# Records for processing
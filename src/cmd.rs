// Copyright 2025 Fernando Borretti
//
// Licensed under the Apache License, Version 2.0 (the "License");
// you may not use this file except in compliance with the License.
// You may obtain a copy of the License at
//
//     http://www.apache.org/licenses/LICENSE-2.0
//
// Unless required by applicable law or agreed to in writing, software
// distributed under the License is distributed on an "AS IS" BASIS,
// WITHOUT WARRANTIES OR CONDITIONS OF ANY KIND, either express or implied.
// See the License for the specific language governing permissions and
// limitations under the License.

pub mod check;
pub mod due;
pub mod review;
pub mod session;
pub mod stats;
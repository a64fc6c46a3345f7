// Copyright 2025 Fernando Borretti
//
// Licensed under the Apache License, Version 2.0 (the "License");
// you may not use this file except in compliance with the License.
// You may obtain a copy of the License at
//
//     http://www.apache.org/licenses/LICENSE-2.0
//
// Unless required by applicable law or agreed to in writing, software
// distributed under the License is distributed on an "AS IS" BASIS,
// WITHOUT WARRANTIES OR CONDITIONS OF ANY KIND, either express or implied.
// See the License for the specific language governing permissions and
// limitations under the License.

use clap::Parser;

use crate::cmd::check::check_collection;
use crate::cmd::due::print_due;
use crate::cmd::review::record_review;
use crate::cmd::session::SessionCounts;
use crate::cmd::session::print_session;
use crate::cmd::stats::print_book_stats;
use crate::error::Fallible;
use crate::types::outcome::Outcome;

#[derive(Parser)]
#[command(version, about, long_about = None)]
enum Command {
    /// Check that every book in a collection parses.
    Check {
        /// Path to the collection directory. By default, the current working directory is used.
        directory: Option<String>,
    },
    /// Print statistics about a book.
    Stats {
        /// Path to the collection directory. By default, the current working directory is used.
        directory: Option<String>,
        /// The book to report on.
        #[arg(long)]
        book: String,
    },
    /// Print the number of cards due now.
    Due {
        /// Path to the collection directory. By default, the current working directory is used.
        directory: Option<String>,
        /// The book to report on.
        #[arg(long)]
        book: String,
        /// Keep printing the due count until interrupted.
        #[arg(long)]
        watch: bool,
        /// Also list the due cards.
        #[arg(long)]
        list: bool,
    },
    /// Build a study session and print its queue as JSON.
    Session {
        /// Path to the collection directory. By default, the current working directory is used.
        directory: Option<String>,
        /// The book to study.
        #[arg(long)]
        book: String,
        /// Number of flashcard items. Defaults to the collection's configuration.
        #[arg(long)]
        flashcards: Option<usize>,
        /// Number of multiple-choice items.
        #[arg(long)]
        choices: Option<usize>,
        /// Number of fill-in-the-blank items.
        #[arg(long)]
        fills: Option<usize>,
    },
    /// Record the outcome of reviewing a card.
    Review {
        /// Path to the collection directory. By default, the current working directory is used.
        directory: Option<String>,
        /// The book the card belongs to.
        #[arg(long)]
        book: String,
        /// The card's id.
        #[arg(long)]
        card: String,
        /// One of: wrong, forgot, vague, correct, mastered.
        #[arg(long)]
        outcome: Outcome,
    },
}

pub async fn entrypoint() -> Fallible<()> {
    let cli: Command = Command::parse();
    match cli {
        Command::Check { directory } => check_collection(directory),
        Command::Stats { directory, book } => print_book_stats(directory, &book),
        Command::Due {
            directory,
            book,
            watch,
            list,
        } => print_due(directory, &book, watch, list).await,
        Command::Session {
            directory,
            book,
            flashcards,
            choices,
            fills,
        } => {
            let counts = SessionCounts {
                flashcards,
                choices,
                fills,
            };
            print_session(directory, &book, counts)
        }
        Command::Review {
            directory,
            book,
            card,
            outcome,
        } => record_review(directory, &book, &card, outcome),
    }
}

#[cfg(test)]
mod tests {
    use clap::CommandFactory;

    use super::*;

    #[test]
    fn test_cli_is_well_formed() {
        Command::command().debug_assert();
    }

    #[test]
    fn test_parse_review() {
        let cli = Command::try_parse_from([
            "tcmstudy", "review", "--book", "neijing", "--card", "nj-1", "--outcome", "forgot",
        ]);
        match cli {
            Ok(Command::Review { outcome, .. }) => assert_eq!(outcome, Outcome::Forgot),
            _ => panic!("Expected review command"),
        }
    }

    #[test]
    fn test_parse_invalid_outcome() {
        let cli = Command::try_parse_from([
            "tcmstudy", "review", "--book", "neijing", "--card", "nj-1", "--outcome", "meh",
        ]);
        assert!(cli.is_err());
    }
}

# Directions for this task
All lines in the material are to be returned exactly.

# Answer below
filename src/cmd.rs
// Copyright 2025 Fernando Borretti
//
// Licensed under the Apache License, Version 2.0 (the "License");
// you may not use this file except in compliance with the License.
// You may obtain a copy of the License at
//
//     http://www.apache.org/licenses/LICENSE-2.0
//
// Unless required by applicable law or agreed to in writing, software
// distributed under the License is distributed on an "AS IS" BASIS,
// WITHOUT WARRANTIES OR CONDITIONS OF ANY KIND, either express or implied.
// See the License for the specific language governing permissions and
// limitations under the License.

pub mod check;
pub mod due;
pub mod review;
pub mod session;
pub mod stats;
repository a64fc6c46a3345f7
// Copyright 2025 Fernando Borretti
//
// Licensed under the Apache License, Version 2.0 (the "License");
// you may not use this file except in compliance with the License.
// You may obtain a copy of the License at
//
//     http://www.apache.org/licenses/LICENSE-2.0
//
// Unless required by applicable law or agreed to in writing, software
// distributed under the License is distributed on an "AS IS" BASIS,
// WITHOUT WARRANTIES OR CONDITIONS OF ANY KIND, either express or implied.
// See the License for the specific language governing permissions and
// limitations under the License.

use clap::Parser;

use crate::cmd::check::check_collection;
use crate::cmd::due::print_due;
use crate::cmd::review::record_review;
use crate::cmd::session::SessionCounts;
use crate::cmd::session::print_session;
use crate::cmd::stats::print_book_stats;
use crate::error::Fallible;
use crate::types::outcome::Outcome;

#[derive(Parser)]
#[command(version, about, long_about = None)]
enum Command {
    /// Check that every book in a collection parses.
    Check {
        /// Path to the collection directory. By default, the current working directory is used.
        directory: Option<String>,
    },
    /// Print statistics about a book.
    Stats {
        /// Path to the collection directory. By default, the current working directory is used.
        directory: Option<String>,
        /// The book to report on.
        #[arg(long)]
        book: String,
    },
    /// Print the number of cards due now.
    Due {
        /// Path to the collection directory. By default, the current working directory is used.
        directory: Option<String>,
        /// The book to report on.
        #[arg(long)]
        book: String,
        /// Keep printing the due count until interrupted.
        #[arg(long)]
        watch: bool,
        /// Also list the due cards.
        #[arg(long)]
        list: bool,
    },
    /// Build a study session and print its queue as JSON.
    Session {
        /// Path to the collection directory. By default, the current working directory is used.
        directory: Option<String>,
        /// The book to study.
        #[arg(long)]
        book: String,
        /// Number of flashcard items. Defaults to the collection's configuration.
        #[arg(long)]
        flashcards: Option<usize>,
        /// Number of multiple-choice items.
        #[arg(long)]
        choices: Option<usize>,
        /// Number of fill-in-the-blank items.
        #[arg(long)]
        fills: Option<usize>,
    },
    /// Record the outcome of reviewing a card.
    Review {
        /// Path to the collection directory. By default, the current working directory is used.
        directory: Option<String>,
        /// The book the card belongs to.
        #[arg(long)]
        book: String,
        /// The card's id.
        #[arg(long)]
        card: String,
        /// One of: wrong, forgot, vague, correct, mastered.
        #[arg(long)]
        outcome: Outcome,
    },
}

pub async fn entrypoint() -> Fallible<()> {
    let cli: Command = Command::parse();
    match cli {
        Command::Check { directory } => check_collection(directory),
        Command::Stats { directory, book } => print_book_stats(directory, &book),
        Command::Due {
            directory,
            book,
            watch,
            list,
        } => print_due(directory, &book, watch, list).await,
        Command::Session {
            directory,
            book,
            flashcards,
            choices,
            fills,
        } => {
            let counts = SessionCounts {
                flashcards,
                choices,
                fills,
            };
            print_session(directory, &book, counts)
        }
        Command::Review {
            directory,
            book,
            card,
            outcome,
        } => record_review(directory, &book, &card, outcome),
    }
}

#[cfg(test)]
mod tests {
    use clap::CommandFactory;

    use super::*;

    #[test]
    fn test_cli_is_well_formed() {
        Command::command().debug_assert();
    }

    #[test]
    fn test_parse_review() {
        let cli = Command::try_parse_from([
            "tcmstudy", "review", "--book", "neijing", "--card", "nj-1", "--outcome", "forgot",
        ]);
        match cli {
            Ok(Command::Review { outcome, .. }) => assert_eq!(outcome, Outcome::Forgot),
            _ => panic!("Expected review command"),
        }
    }

    #[test]
    fn test_parse_invalid_outcome() {
        let cli = Command::try_parse_from([
            "tcmstudy", "review", "--book", "neijing", "--card", "nj-1", "--outcome", "meh",
        ]);
        assert!(cli.is_err());
    }
}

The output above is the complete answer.